## Task description
The exercise calls for a faithful copy of all the data.

## Data provided
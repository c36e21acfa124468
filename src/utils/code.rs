// src/utils/code.rs

use rand::Rng;

const CHARSET: &[u8] = b"ABCDEFGHIJKLMNOPQRSTUVWXYZ0123456789";
pub const CODE_LEN: usize = 6;

/// Generates a random join code: 6 characters from A-Z and 0-9.
/// Uniqueness is enforced by the database; callers retry on collision.
pub fn gen_code() -> String {
    let mut rng = rand::thread_rng();
    (0..CODE_LEN)
        .map(|_| CHARSET[rng.gen_range(0..CHARSET.len())] as char)
        .collect()
}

## Task output
repository c36e21acfa124468
filename src/utils/code.rs
// src/utils/code.rs

use rand::Rng;

const CHARSET: &[u8] = b"ABCDEFGHIJKLMNOPQRSTUVWXYZ0123456789";
pub const CODE_LEN: usize = 6;

/// Generates a random join code: 6 characters from A-Z and 0-9.
/// Uniqueness is enforced by the database; callers retry on collision.
pub fn gen_code() -> String {
    let mut rng = rand::thread_rng();
    (0..CODE_LEN)
        .map(|_| CHARSET[rng.gen_range(0..CHARSET.len())] as char)
        .collect()
}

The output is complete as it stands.